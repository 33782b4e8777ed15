//! Docker execution backend.
//!
//! One container per job, created from the mapped runner image with the
//! host workspace bind-mounted at `/workspace`, kept alive for the
//! duration of the job and exec'd into once per step. Speaks only five
//! operations against the engine: create+start, exec with streaming I/O,
//! archive get, archive put, stop+remove.

use async_trait::async_trait;
use bollard::Docker;
use bollard::container::{
    Config, CreateContainerOptions, DownloadFromContainerOptions, RemoveContainerOptions,
    StartContainerOptions, StopContainerOptions, UploadToContainerOptions,
};
use bollard::exec::{CreateExecOptions, StartExecResults};
use bollard::image::CreateImageOptions;
use bollard::models::HostConfig;
use futures::StreamExt;
use std::path::{Path, PathBuf};
use std::time::Instant;
use tokio::sync::mpsc;
use tracing::{debug, warn};

use pdk_core::error::{Error, Result};
use pdk_core::sandbox::{
    ExecOutput, ExecRequest, OutputLine, Sandbox, SandboxProvider, SandboxSpec,
};

/// Fixed guest-side workspace mount point.
pub const GUEST_WORKSPACE: &str = "/workspace";

/// Seconds a container gets to stop before it is killed.
const STOP_GRACE_SECS: i64 = 5;

pub struct DockerProvider {
    docker: Docker,
}

impl DockerProvider {
    /// Connect to the local Docker daemon.
    pub fn new() -> Result<Self> {
        let docker = Docker::connect_with_local_defaults()
            .map_err(|e| Error::EngineUnavailable(e.to_string()))?;
        Ok(Self { docker })
    }

    /// Use an existing client (tests, remote engines).
    pub fn with_client(docker: Docker) -> Self {
        Self { docker }
    }

    async fn pull_image(&self, image: &str) -> Result<()> {
        debug!(image = %image, "pulling image");
        let options = CreateImageOptions {
            from_image: image.to_string(),
            ..Default::default()
        };
        let mut pull = self.docker.create_image(Some(options), None, None);
        let mut last_error = None;
        while let Some(progress) = pull.next().await {
            match progress {
                Ok(info) => {
                    if let Some(status) = info.status {
                        debug!(status = %status, "pull progress");
                    }
                }
                Err(e) => {
                    warn!(error = %e, "pull warning");
                    last_error = Some(e.to_string());
                }
            }
        }
        // A pull failure is only fatal if the image is absent locally.
        if self.docker.inspect_image(image).await.is_err() {
            return Err(Error::ImagePullFailed {
                image: image.to_string(),
                detail: last_error.unwrap_or_else(|| "image not available locally".to_string()),
            });
        }
        Ok(())
    }
}

#[async_trait]
impl SandboxProvider for DockerProvider {
    fn name(&self) -> &'static str {
        "docker"
    }

    async fn is_available(&self) -> bool {
        self.docker.ping().await.is_ok()
    }

    async fn start(&self, spec: SandboxSpec) -> Result<Box<dyn Sandbox>> {
        if !self.is_available().await {
            return Err(Error::EngineUnavailable(
                "docker daemon did not answer ping".to_string(),
            ));
        }
        self.pull_image(&spec.image).await?;

        let env: Vec<String> = spec.env.iter().map(|(k, v)| format!("{k}={v}")).collect();
        let binds = vec![format!(
            "{}:{}:rw",
            spec.host_workspace.display(),
            GUEST_WORKSPACE
        )];
        let host_config = HostConfig {
            binds: Some(binds),
            memory: spec.memory_bytes,
            nano_cpus: spec.cpus.map(|c| (c * 1e9) as i64),
            network_mode: spec.network.clone(),
            ..Default::default()
        };
        let config = Config {
            image: Some(spec.image.clone()),
            // Keep the container alive; steps exec into it.
            cmd: Some(vec!["sleep".to_string(), "infinity".to_string()]),
            env: Some(env),
            working_dir: Some(GUEST_WORKSPACE.to_string()),
            host_config: Some(host_config),
            tty: Some(false),
            ..Default::default()
        };
        let options = CreateContainerOptions {
            name: spec.name.clone(),
            platform: None,
        };

        debug!(container = %spec.name, image = %spec.image, "creating container");
        let created = self
            .docker
            .create_container(Some(options), config)
            .await
            .map_err(|e| Error::ContainerCreateFailed {
                image: spec.image.clone(),
                detail: e.to_string(),
            })?;

        self.docker
            .start_container(&spec.name, None::<StartContainerOptions<String>>)
            .await
            .map_err(|e| Error::ContainerCreateFailed {
                image: spec.image.clone(),
                detail: format!("start failed: {e}"),
            })?;

        Ok(Box::new(DockerSandbox {
            docker: self.docker.clone(),
            container_id: created.id,
            name: spec.name,
            workspace: PathBuf::from(GUEST_WORKSPACE),
        }))
    }
}

pub struct DockerSandbox {
    docker: Docker,
    container_id: String,
    name: String,
    workspace: PathBuf,
}

#[async_trait]
impl Sandbox for DockerSandbox {
    fn id(&self) -> &str {
        &self.container_id
    }

    fn workspace(&self) -> &Path {
        &self.workspace
    }

    async fn exec(&self, request: ExecRequest) -> Result<ExecOutput> {
        let started = Instant::now();
        let env: Vec<String> = request.env.iter().map(|(k, v)| format!("{k}={v}")).collect();

        let exec = self
            .docker
            .create_exec(
                &self.name,
                CreateExecOptions {
                    attach_stdout: Some(true),
                    attach_stderr: Some(true),
                    cmd: Some(vec![
                        "sh".to_string(),
                        "-c".to_string(),
                        request.command.clone(),
                    ]),
                    env: Some(env),
                    working_dir: Some(request.working_dir.display().to_string()),
                    ..Default::default()
                },
            )
            .await
            .map_err(|e| Error::ExecFailed(format!("create_exec: {e}")))?;

        let mut stdout = String::new();
        let mut stderr = String::new();

        match self
            .docker
            .start_exec(&exec.id, None)
            .await
            .map_err(|e| Error::ExecFailed(format!("start_exec: {e}")))?
        {
            StartExecResults::Attached { mut output, .. } => {
                let mut out_lines = LineBuffer::new(false, request.stream.clone());
                let mut err_lines = LineBuffer::new(true, request.stream.clone());
                loop {
                    tokio::select! {
                        chunk = output.next() => {
                            let Some(chunk) = chunk else { break };
                            match chunk {
                                Ok(bollard::container::LogOutput::StdOut { message }) => {
                                    let text = String::from_utf8_lossy(&message);
                                    stdout.push_str(&text);
                                    out_lines.push(&text);
                                }
                                Ok(bollard::container::LogOutput::StdErr { message }) => {
                                    let text = String::from_utf8_lossy(&message);
                                    stderr.push_str(&text);
                                    err_lines.push(&text);
                                }
                                Ok(_) => {}
                                Err(e) => {
                                    warn!(error = %e, "exec stream error");
                                    break;
                                }
                            }
                        }
                        _ = request.cancel.cancelled() => {
                            return Err(Error::Cancelled);
                        }
                    }
                }
                out_lines.flush();
                err_lines.flush();
            }
            StartExecResults::Detached => {}
        }

        let inspect = self
            .docker
            .inspect_exec(&exec.id)
            .await
            .map_err(|e| Error::ExecFailed(format!("inspect_exec: {e}")))?;
        let exit_code = inspect.exit_code.map(|c| c as i32).unwrap_or(-1);

        Ok(ExecOutput {
            exit_code,
            stdout,
            stderr,
            duration: started.elapsed(),
        })
    }

    async fn copy_in(&self, host_path: &Path, guest_path: &Path) -> Result<()> {
        let mut archive = Vec::new();
        {
            let mut builder = tar::Builder::new(&mut archive);
            let name = guest_path
                .file_name()
                .ok_or_else(|| Error::InvalidInput("copy_in needs a file name".into()))?;
            if host_path.is_dir() {
                builder.append_dir_all(name, host_path)?;
            } else {
                builder.append_path_with_name(host_path, name)?;
            }
            builder.finish()?;
        }
        let parent = guest_path
            .parent()
            .filter(|p| !p.as_os_str().is_empty())
            .unwrap_or(Path::new("/"));
        let options = UploadToContainerOptions {
            path: parent.display().to_string(),
            ..Default::default()
        };
        self.docker
            .upload_to_container(&self.name, Some(options), archive.into())
            .await
            .map_err(|e| Error::ExecFailed(format!("archive upload: {e}")))?;
        Ok(())
    }

    async fn copy_out(&self, guest_path: &Path, host_path: &Path) -> Result<()> {
        let options = DownloadFromContainerOptions {
            path: guest_path.display().to_string(),
        };
        let mut stream = self.docker.download_from_container(&self.name, Some(options));
        let mut archive = Vec::new();
        while let Some(chunk) = stream.next().await {
            let chunk = chunk.map_err(|e| Error::ExecFailed(format!("archive download: {e}")))?;
            archive.extend_from_slice(&chunk);
        }

        // The engine wraps the tree in its basename; unpack to a scratch
        // dir and move the inner tree to the requested destination.
        let scratch = tempfile::tempdir()?;
        tar::Archive::new(archive.as_slice()).unpack(scratch.path())?;
        let inner = guest_path
            .file_name()
            .map(|n| scratch.path().join(n))
            .filter(|p| p.exists())
            .unwrap_or_else(|| scratch.path().to_path_buf());
        move_tree(&inner, host_path)?;
        Ok(())
    }

    async fn remove(&self) -> Result<()> {
        let stop = self
            .docker
            .stop_container(&self.name, Some(StopContainerOptions { t: STOP_GRACE_SECS }))
            .await;
        if let Err(e) = stop {
            debug!(container = %self.name, error = %e, "stop before remove failed");
        }
        let removed = self
            .docker
            .remove_container(
                &self.name,
                Some(RemoveContainerOptions {
                    force: true,
                    ..Default::default()
                }),
            )
            .await;
        match removed {
            Ok(()) => Ok(()),
            // Already gone is fine; remove must be idempotent.
            Err(bollard::errors::Error::DockerResponseServerError {
                status_code: 404, ..
            }) => Ok(()),
            Err(e) => Err(Error::ExecFailed(format!("container remove: {e}"))),
        }
    }
}

/// Splits streamed chunks into whole lines for the live subscriber.
struct LineBuffer {
    pending: String,
    is_stderr: bool,
    stream: Option<mpsc::UnboundedSender<OutputLine>>,
}

impl LineBuffer {
    fn new(is_stderr: bool, stream: Option<mpsc::UnboundedSender<OutputLine>>) -> Self {
        Self {
            pending: String::new(),
            is_stderr,
            stream,
        }
    }

    fn push(&mut self, text: &str) {
        if self.stream.is_none() {
            return;
        }
        self.pending.push_str(text);
        while let Some(pos) = self.pending.find('\n') {
            let line: String = self.pending.drain(..=pos).collect();
            self.emit(line.trim_end_matches('\n'));
        }
    }

    fn flush(&mut self) {
        if !self.pending.is_empty() {
            let line = std::mem::take(&mut self.pending);
            self.emit(&line);
        }
    }

    fn emit(&self, line: &str) {
        if let Some(tx) = &self.stream {
            let out = if self.is_stderr {
                OutputLine::stderr(line)
            } else {
                OutputLine::stdout(line)
            };
            let _ = tx.send(out);
        }
    }
}

fn move_tree(from: &Path, to: &Path) -> Result<()> {
    if from.is_dir() {
        std::fs::create_dir_all(to)?;
        for entry in std::fs::read_dir(from)? {
            let entry = entry?;
            move_tree(&entry.path(), &to.join(entry.file_name()))?;
        }
    } else {
        if let Some(parent) = to.parent() {
            std::fs::create_dir_all(parent)?;
        }
        if std::fs::rename(from, to).is_err() {
            std::fs::copy(from, to)?;
        }
    }
    Ok(())
}

/// Container name for one job of one run.
pub fn container_name(run_short: &str, job_id: &str) -> String {
    let job: String = job_id
        .chars()
        .map(|c| if c.is_ascii_alphanumeric() || c == '-' || c == '_' { c } else { '-' })
        .collect();
    format!("pdk-{run_short}-{job}")
}

#[cfg(test)]
mod tests {
    use super::*;

    #[test]
    fn container_names_are_sanitized_and_prefixed() {
        let name = container_name("0123abcd4567", "build & test");
        assert!(name.starts_with("pdk-0123abcd4567-"));
        assert!(!name.contains(' '));
        assert!(!name.contains('&'));
    }

    #[test]
    fn line_buffer_emits_whole_lines_only() {
        let (tx, mut rx) = mpsc::unbounded_channel();
        let mut buffer = LineBuffer::new(false, Some(tx));
        buffer.push("par");
        buffer.push("tial\nsecond line\ntrail");
        let first = rx.try_recv().unwrap();
        let second = rx.try_recv().unwrap();
        assert_eq!(first.content, "partial");
        assert_eq!(second.content, "second line");
        assert!(rx.try_recv().is_err(), "trailing fragment not yet emitted");
        buffer.flush();
        assert_eq!(rx.try_recv().unwrap().content, "trail");
    }
}
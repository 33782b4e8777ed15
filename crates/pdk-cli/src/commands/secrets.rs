//! Encrypted secret store management.
//!
//! Values never print; `list` shows names only.

use anyhow::Result;

use pdk_config::secrets::SecretStore;

use super::{EXIT_FAILURE, EXIT_OK};

pub fn set(name: &str, value: &str) -> Result<i32> {
    let mut store = SecretStore::open_default().map_err(|e| anyhow::anyhow!("{e}"))?;
    store.set(name, value);
    store.save().map_err(|e| anyhow::anyhow!("{e}"))?;
    println!("secret '{name}' stored");
    Ok(EXIT_OK)
}

pub fn list() -> Result<i32> {
    let store = SecretStore::open_default().map_err(|e| anyhow::anyhow!("{e}"))?;
    let names: Vec<&str> = store.names().collect();
    if names.is_empty() {
        println!("no secrets stored");
    } else {
        for name in names {
            println!("{name}");
        }
    }
    Ok(EXIT_OK)
}

pub fn remove(name: &str) -> Result<i32> {
    let mut store = SecretStore::open_default().map_err(|e| anyhow::anyhow!("{e}"))?;
    if !store.remove(name) {
        eprintln!("no secret named '{name}'");
        return Ok(EXIT_FAILURE);
    }
    store.save().map_err(|e| anyhow::anyhow!("{e}"))?;
    println!("secret '{name}' removed");
    Ok(EXIT_OK)
}
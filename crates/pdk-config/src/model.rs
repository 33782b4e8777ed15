//! The JSON configuration file.
//!
//! The engine accepts a resolved [`Configuration`]; file discovery is the
//! caller's business. Unknown keys are preserved so a configuration
//! emitted by the engine re-parses to an equivalent object.

use serde::{Deserialize, Serialize};
use std::collections::BTreeMap;
use std::path::{Path, PathBuf};
use std::sync::LazyLock;

use pdk_core::error::{Error, Result};

pub const SUPPORTED_VERSION: &str = "1.0";

static VAR_NAME_RE: LazyLock<regex::Regex> =
    LazyLock::new(|| regex::Regex::new(r"^[A-Z_][A-Z0-9_]*$").unwrap());
static MEMORY_RE: LazyLock<regex::Regex> =
    LazyLock::new(|| regex::Regex::new(r"^(?i)[0-9]+(k|m|g)$").unwrap());

#[derive(Debug, Clone, Serialize, Deserialize)]
#[serde(rename_all = "camelCase")]
pub struct Configuration {
    /// Must be `"1.0"`.
    pub version: String,
    /// Variable names must match `^[A-Z_][A-Z0-9_]*$`.
    #[serde(default)]
    pub variables: BTreeMap<String, String>,
    /// Names of secrets to pull from the encrypted store.
    #[serde(default)]
    pub secrets: Vec<String>,
    #[serde(default)]
    pub runner: RunnerConfig,
    #[serde(default)]
    pub docker: DockerConfig,
    #[serde(default)]
    pub artifacts: ArtifactStoreConfig,
    #[serde(default)]
    pub logging: LoggingConfig,
    /// Named step-filter presets selectable from the CLI.
    #[serde(default)]
    pub step_filtering: BTreeMap<String, FilterPreset>,
    #[serde(default)]
    pub performance: PerformanceConfig,
    /// Unknown top-level keys, preserved for round-tripping.
    #[serde(flatten)]
    pub extra: BTreeMap<String, serde_json::Value>,
}

impl Default for Configuration {
    fn default() -> Self {
        Self {
            version: SUPPORTED_VERSION.to_string(),
            variables: BTreeMap::new(),
            secrets: Vec::new(),
            runner: RunnerConfig::default(),
            docker: DockerConfig::default(),
            artifacts: ArtifactStoreConfig::default(),
            logging: LoggingConfig::default(),
            step_filtering: BTreeMap::new(),
            performance: PerformanceConfig::default(),
            extra: BTreeMap::new(),
        }
    }
}

/// Which substrate executes jobs, and what to do when Docker is gone.
#[derive(Debug, Clone, Default, Serialize, Deserialize)]
#[serde(rename_all = "camelCase", default)]
pub struct RunnerConfig {
    pub backend: Backend,
    pub fallback: Fallback,
    /// Emit a warning when `auto` falls back to the host.
    pub host_warnings: Option<bool>,
}

#[derive(Debug, Clone, Copy, PartialEq, Eq, Default, Serialize, Deserialize)]
#[serde(rename_all = "lowercase")]
pub enum Backend {
    #[default]
    Auto,
    Docker,
    Host,
}

#[derive(Debug, Clone, Copy, PartialEq, Eq, Default, Serialize, Deserialize)]
#[serde(rename_all = "lowercase")]
pub enum Fallback {
    #[default]
    Host,
    None,
}

#[derive(Debug, Clone, Default, Serialize, Deserialize)]
#[serde(rename_all = "camelCase", default)]
pub struct DockerConfig {
    /// Image used when a job's runner cannot be mapped.
    pub default_image: Option<String>,
    /// `^[0-9]+(k|m|g)$`, case-insensitive.
    pub memory_limit: Option<String>,
    /// Fractional cores, >= 0.1.
    pub cpu_limit: Option<f64>,
    pub network: Option<String>,
}

impl DockerConfig {
    /// Memory limit in bytes, if configured.
    pub fn memory_bytes(&self) -> Option<i64> {
        let raw = self.memory_limit.as_deref()?;
        parse_memory(raw)
    }
}

fn parse_memory(raw: &str) -> Option<i64> {
    if !MEMORY_RE.is_match(raw) {
        return None;
    }
    let (digits, unit) = raw.split_at(raw.len() - 1);
    let n: i64 = digits.parse().ok()?;
    let mult = match unit.to_ascii_lowercase().as_str() {
        "k" => 1024,
        "m" => 1024 * 1024,
        "g" => 1024 * 1024 * 1024,
        _ => return None,
    };
    Some(n * mult)
}

#[derive(Debug, Clone, Serialize, Deserialize)]
#[serde(rename_all = "camelCase", default)]
pub struct ArtifactStoreConfig {
    /// Staging root; `~` expands to the home directory.
    pub root: PathBuf,
    /// Runs older than this are removed by the retention sweep. 0 keeps
    /// everything.
    pub retention_days: u32,
    /// Uploads fail early when free space drops below this floor.
    pub min_free_disk_mb: u64,
}

impl Default for ArtifactStoreConfig {
    fn default() -> Self {
        Self {
            root: PathBuf::from(".pdk/artifacts"),
            retention_days: 30,
            min_free_disk_mb: 100,
        }
    }
}

#[derive(Debug, Clone, Serialize, Deserialize)]
#[serde(rename_all = "camelCase", default)]
pub struct LoggingConfig {
    /// `error|warning|information|debug|trace`.
    pub level: String,
    /// Rotating plain-text log file; `~/.pdk/logs/pdk.log` by default.
    pub file: Option<PathBuf>,
    /// JSON-lines log file.
    pub json_file: Option<PathBuf>,
    pub max_file_bytes: u64,
    pub retained_files: usize,
}

impl Default for LoggingConfig {
    fn default() -> Self {
        Self {
            level: "information".to_string(),
            file: None,
            json_file: None,
            max_file_bytes: 10 * 1024 * 1024,
            retained_files: 5,
        }
    }
}

/// A named, reusable step-filter expression set.
#[derive(Debug, Clone, Default, Serialize, Deserialize)]
#[serde(rename_all = "camelCase", default)]
pub struct FilterPreset {
    pub steps: Vec<String>,
    pub skip_steps: Vec<String>,
    pub jobs: Vec<String>,
}

#[derive(Debug, Clone, Serialize, Deserialize)]
#[serde(rename_all = "camelCase", default)]
pub struct PerformanceConfig {
    pub container_reuse: bool,
    pub image_cache: bool,
    pub parallel_steps: bool,
    pub max_parallelism: usize,
    /// Guest path -> named volume for dependency caches.
    pub cache_mounts: BTreeMap<String, String>,
}

impl Default for PerformanceConfig {
    fn default() -> Self {
        Self {
            container_reuse: false,
            image_cache: true,
            parallel_steps: false,
            max_parallelism: 4,
            cache_mounts: BTreeMap::new(),
        }
    }
}

impl Configuration {
    /// Load and validate a configuration file.
    pub fn load(path: &Path) -> Result<Self> {
        let content = std::fs::read_to_string(path).map_err(|e| {
            if e.kind() == std::io::ErrorKind::NotFound {
                Error::ConfigFileNotFound {
                    path: path.to_path_buf(),
                }
            } else {
                Error::Io(e)
            }
        })?;
        let config: Configuration =
            serde_json::from_str(&content).map_err(|e| Error::ConfigInvalidJson {
                path: path.to_path_buf(),
                detail: e.to_string(),
            })?;
        config.validate()?;
        Ok(config)
    }

    /// Validate all fields, accumulating every problem before failing.
    pub fn validate(&self) -> Result<()> {
        let mut problems = Vec::new();

        if self.version != SUPPORTED_VERSION {
            problems.push(format!(
                "unsupported version '{}' (expected \"{SUPPORTED_VERSION}\")",
                self.version
            ));
        }
        for name in self.variables.keys() {
            if !VAR_NAME_RE.is_match(name) {
                problems.push(format!(
                    "variable name '{name}' must match ^[A-Z_][A-Z0-9_]*$"
                ));
            }
        }
        if let Some(mem) = self.docker.memory_limit.as_deref() {
            if !MEMORY_RE.is_match(mem) {
                problems.push(format!(
                    "docker.memoryLimit '{mem}' must match ^[0-9]+(k|m|g)$"
                ));
            }
        }
        if let Some(cpus) = self.docker.cpu_limit {
            if cpus < 0.1 {
                problems.push(format!("docker.cpuLimit {cpus} must be >= 0.1"));
            }
        }
        if self.performance.max_parallelism == 0 {
            problems.push("performance.maxParallelism must be >= 1".to_string());
        }

        if problems.is_empty() {
            Ok(())
        } else {
            Err(Error::ConfigurationInvalid(problems.join("; ")))
        }
    }

    /// Artifact root with `~` expanded.
    pub fn artifact_root(&self) -> PathBuf {
        expand_home(&self.artifacts.root)
    }
}

/// Expand a leading `~` to the user's home directory.
pub fn expand_home(path: &Path) -> PathBuf {
    let Some(s) = path.to_str() else {
        return path.to_path_buf();
    };
    if s == "~" {
        return dirs::home_dir().unwrap_or_else(|| path.to_path_buf());
    }
    if let Some(rest) = s.strip_prefix("~/") {
        if let Some(home) = dirs::home_dir() {
            return home.join(rest);
        }
    }
    path.to_path_buf()
}
/// Knobs the CLI resolves from configuration + flags.
#[derive(Debug, Clone)]
pub struct EngineOptions {
    pub backend: Backend,
    pub fallback: Fallback,
    /// Warn when `auto` falls back to the host.
    pub host_warnings: bool,
    /// Leave containers behind for debugging.
    pub keep_containers: bool,
    pub parallel_steps: bool,
    pub max_parallelism: usize,
    /// Project directory mounted as the workspace.
    pub workspace: PathBuf,
    pub memory_bytes: Option<i64>,
    pub cpus: Option<f64>,
    pub network: Option<String>,
}

impl EngineOptions {
    pub fn from_configuration(config: &Configuration, workspace: PathBuf) -> Self {
        Self {
            backend: config.runner.backend,
            fallback: config.runner.fallback,
            host_warnings: config.runner.host_warnings.unwrap_or(true),
            keep_containers: false,
            parallel_steps: config.performance.parallel_steps,
            max_parallelism: config.performance.max_parallelism,
            workspace,
            memory_bytes: config.docker.memory_bytes(),
            cpus: config.docker.cpu_limit,
            network: config.docker.network.clone(),
        }
    }
}

/// Progress events, emitted in order per job.
#[derive(Debug, Clone)]
pub enum RunEvent {
    RunStarted { run_id: RunId, pipeline: String },
    JobStarted { job: String },
    StepStarted { job: String, step: String },
    StepFinished { job: String, step: String, success: bool, exit_code: i32 },
    StepSkipped { job: String, step: String, reason: String },
    JobFinished { job: String, success: bool },
    RunFinished { success: bool },
}

pub struct Engine {
    options: EngineOptions,
    logger: Logger,
    masker: Arc<SecretMasker>,
    store: Arc<ArtifactStore>,
    resolver: VariableResolver,
}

To do:
Copy out all lines of the material above in which "true" occurs.

Written answer:
                    attach_stdout: Some(true),
                    attach_stderr: Some(true),
                let mut err_lines = LineBuffer::new(true, request.stream.clone());
                    force: true,
            image_cache: true,
            host_warnings: config.runner.host_warnings.unwrap_or(true),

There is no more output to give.